[Stored items]
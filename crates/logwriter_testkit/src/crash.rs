//! Crash simulation for the log writer.
//!
//! A writer process can die at any point of the append protocol. These
//! helpers reproduce the states it leaves behind and check what the next
//! writer or reader makes of them.
//!
//! ## Scenarios
//!
//! 1. **Torn record** - the process died mid-write
//! 2. **Abandoned mutex** - the process died holding the mutex
//! 3. **Lost marker** - the process died after creating the active file
//!    but before writing the rotation marker

use crate::fixtures::{fast_config, TestLog};
use logwriter_codec::{encode, LogRecord, RecordDecoder};
use logwriter_core::{CrossProcessMutex, LogWriter, Ticket};
use logwriter_store::{InMemoryStore, SharedStore};
use std::fs::{self, OpenOptions};
use std::io::Write;
use std::sync::Arc;
use std::time::{Duration, Instant};

/// Outcome of a crash scenario.
#[derive(Debug, Clone)]
pub struct CrashRecoveryResult {
    /// Whether the scenario behaved as expected.
    pub passed: bool,
    /// What was tested.
    pub description: String,
    /// Any error message.
    pub error: Option<String>,
}

impl CrashRecoveryResult {
    fn pass(description: &str) -> Self {
        Self {
            passed: true,
            description: description.into(),
            error: None,
        }
    }

    fn fail(description: &str, error: impl Into<String>) -> Self {
        Self {
            passed: false,
            description: description.into(),
            error: Some(error.into()),
        }
    }
}

/// Splits a log image into its whole records and whether a torn tail
/// follows them.
pub fn readable_prefix(bytes: &[u8]) -> (Vec<LogRecord>, bool) {
    let mut decoder = RecordDecoder::new(bytes);
    if decoder.decode_header().is_err() {
        return (Vec::new(), !bytes.is_empty());
    }
    let mut records = Vec::new();
    for result in decoder {
        match result {
            Ok(record) => records.push(record),
            Err(_) => return (records, true),
        }
    }
    (records, false)
}

/// Appends `whole` records, then writes the first `torn_bytes` of one more
/// record directly, as a writer killed mid-write would leave the file.
pub fn torn_record(whole: usize, torn_bytes: usize) -> CrashRecoveryResult {
    let description = "Torn record is detected and earlier records survive";
    let log = TestLog::new();
    for i in 0..whole {
        if let Err(e) = log.writer.append("t", Some(i as i64), "whole") {
            return CrashRecoveryResult::fail(description, e.to_string());
        }
    }

    let torn = encode(&LogRecord::with_id("t", None, "torn record payload"))
        .expect("Literal record must encode");
    let cut = torn_bytes.min(torn.len().saturating_sub(1));
    let mut file = match OpenOptions::new().append(true).open(log.active_path()) {
        Ok(file) => file,
        Err(e) => return CrashRecoveryResult::fail(description, e.to_string()),
    };
    if let Err(e) = file.write_all(&torn[..cut]) {
        return CrashRecoveryResult::fail(description, e.to_string());
    }

    let bytes = match fs::read(log.active_path()) {
        Ok(bytes) => bytes,
        Err(e) => return CrashRecoveryResult::fail(description, e.to_string()),
    };
    let (records, torn_tail) = readable_prefix(&bytes);
    if records.len() != whole {
        return CrashRecoveryResult::fail(
            description,
            format!("expected {whole} records, read {}", records.len()),
        );
    }
    if torn_tail != (cut > 0) {
        return CrashRecoveryResult::fail(description, "torn tail not reported");
    }
    CrashRecoveryResult::pass(description)
}

/// Leaves a mutex ticket behind with a short TTL and checks that a writer
/// gets through once it expires.
pub fn abandoned_mutex(ttl: Duration) -> CrashRecoveryResult {
    let description = "Writer proceeds after an abandoned mutex expires";
    let temp = match tempfile::TempDir::new() {
        Ok(temp) => temp,
        Err(e) => return CrashRecoveryResult::fail(description, e.to_string()),
    };
    let store = InMemoryStore::new();
    let config = fast_config(temp.path()).mutex_ttl(ttl);

    let crashed = CrossProcessMutex::new(
        Arc::new(store.clone()),
        &config.mutex_name,
        ttl,
        config.mutex_backoff,
    );
    let key = crashed.key().to_string();
    let start = Instant::now();
    if let Err(e) = store.set_with_expiry(&key, Ticket::generate().as_str(), ttl) {
        return CrashRecoveryResult::fail(description, e.to_string());
    }

    let writer = match LogWriter::open(config, Arc::new(store.clone())) {
        Ok(writer) => writer,
        Err(e) => return CrashRecoveryResult::fail(description, e.to_string()),
    };
    if let Err(e) = writer.append("t", None, "after crash") {
        return CrashRecoveryResult::fail(description, e.to_string());
    }
    if start.elapsed() < ttl {
        return CrashRecoveryResult::fail(description, "appended before the ticket expired");
    }
    CrashRecoveryResult::pass(description)
}

/// Deletes the rotation marker after the first append and checks that the
/// next append archives the unmarked file instead of trusting it.
pub fn lost_marker() -> CrashRecoveryResult {
    let description = "Active file without a marker is rotated";
    let log = TestLog::new();
    if let Err(e) = log.writer.append("t", Some(1), "before") {
        return CrashRecoveryResult::fail(description, e.to_string());
    }
    if let Err(e) = fs::remove_file(log.writer.dir().marker_path()) {
        return CrashRecoveryResult::fail(description, e.to_string());
    }

    let appended = match log.writer.append("t", Some(2), "after") {
        Ok(appended) => appended,
        Err(e) => return CrashRecoveryResult::fail(description, e.to_string()),
    };
    if appended.archived.is_none() {
        return CrashRecoveryResult::fail(description, "no rotation happened");
    }
    if log.all_records().len() != 2 {
        return CrashRecoveryResult::fail(description, "records lost across rotation");
    }
    CrashRecoveryResult::pass(description)
}

/// Runs every scenario.
pub fn run_all() -> Vec<CrashRecoveryResult> {
    vec![
        torn_record(3, 7),
        abandoned_mutex(Duration::from_millis(100)),
        lost_marker(),
    ]
}

#[cfg(test)]
mod tests {
    use super::*;
    use logwriter_codec::encode_header;

    #[test]
    fn test_torn_record_at_every_offset() {
        for cut in 0..20 {
            let result = torn_record(2, cut);
            assert!(result.passed, "cut {cut}: {:?}", result.error);
        }
    }

    #[test]
    fn test_abandoned_mutex() {
        let result = abandoned_mutex(Duration::from_millis(100));
        assert!(result.passed, "{:?}", result.error);
    }

    #[test]
    fn test_lost_marker() {
        let result = lost_marker();
        assert!(result.passed, "{:?}", result.error);
    }

    #[test]
    fn test_run_all() {
        assert!(run_all().iter().all(|r| r.passed));
    }

    #[test]
    fn test_readable_prefix_of_header_only() {
        assert_eq!(readable_prefix(&encode_header()), (Vec::new(), false));
        assert_eq!(readable_prefix(&[0, 0]), (Vec::new(), true));
    }
}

Problem >> The lines from the start of the entries above through the line containing "leave the file." are the ones to return, please; copy them exactly and include both ends.

Your solution >>
filename crates/logwriter_testkit/src/crash.rs
//! Crash simulation for the log writer.
//!
//! A writer process can die at any point of the append protocol. These
//! helpers reproduce the states it leaves behind and check what the next
//! writer or reader makes of them.
//!
//! ## Scenarios
//!
//! 1. **Torn record** - the process died mid-write
//! 2. **Abandoned mutex** - the process died holding the mutex
//! 3. **Lost marker** - the process died after creating the active file
//!    but before writing the rotation marker

use crate::fixtures::{fast_config, TestLog};
use logwriter_codec::{encode, LogRecord, RecordDecoder};
use logwriter_core::{CrossProcessMutex, LogWriter, Ticket};
use logwriter_store::{InMemoryStore, SharedStore};
use std::fs::{self, OpenOptions};
use std::io::Write;
use std::sync::Arc;
use std::time::{Duration, Instant};

/// Outcome of a crash scenario.
#[derive(Debug, Clone)]
pub struct CrashRecoveryResult {
    /// Whether the scenario behaved as expected.
    pub passed: bool,
    /// What was tested.
    pub description: String,
    /// Any error message.
    pub error: Option<String>,
}

impl CrashRecoveryResult {
    fn pass(description: &str) -> Self {
        Self {
            passed: true,
            description: description.into(),
            error: None,
        }
    }

    fn fail(description: &str, error: impl Into<String>) -> Self {
        Self {
            passed: false,
            description: description.into(),
            error: Some(error.into()),
        }
    }
}

/// Splits a log image into its whole records and whether a torn tail
/// follows them.
pub fn readable_prefix(bytes: &[u8]) -> (Vec<LogRecord>, bool) {
    let mut decoder = RecordDecoder::new(bytes);
    if decoder.decode_header().is_err() {
        return (Vec::new(), !bytes.is_empty());
    }
    let mut records = Vec::new();
    for result in decoder {
        match result {
            Ok(record) => records.push(record),
            Err(_) => return (records, true),
        }
    }
    (records, false)
}

/// Appends `whole` records, then writes the first `torn_bytes` of one more
/// record directly, as a writer killed mid-write would leave the file.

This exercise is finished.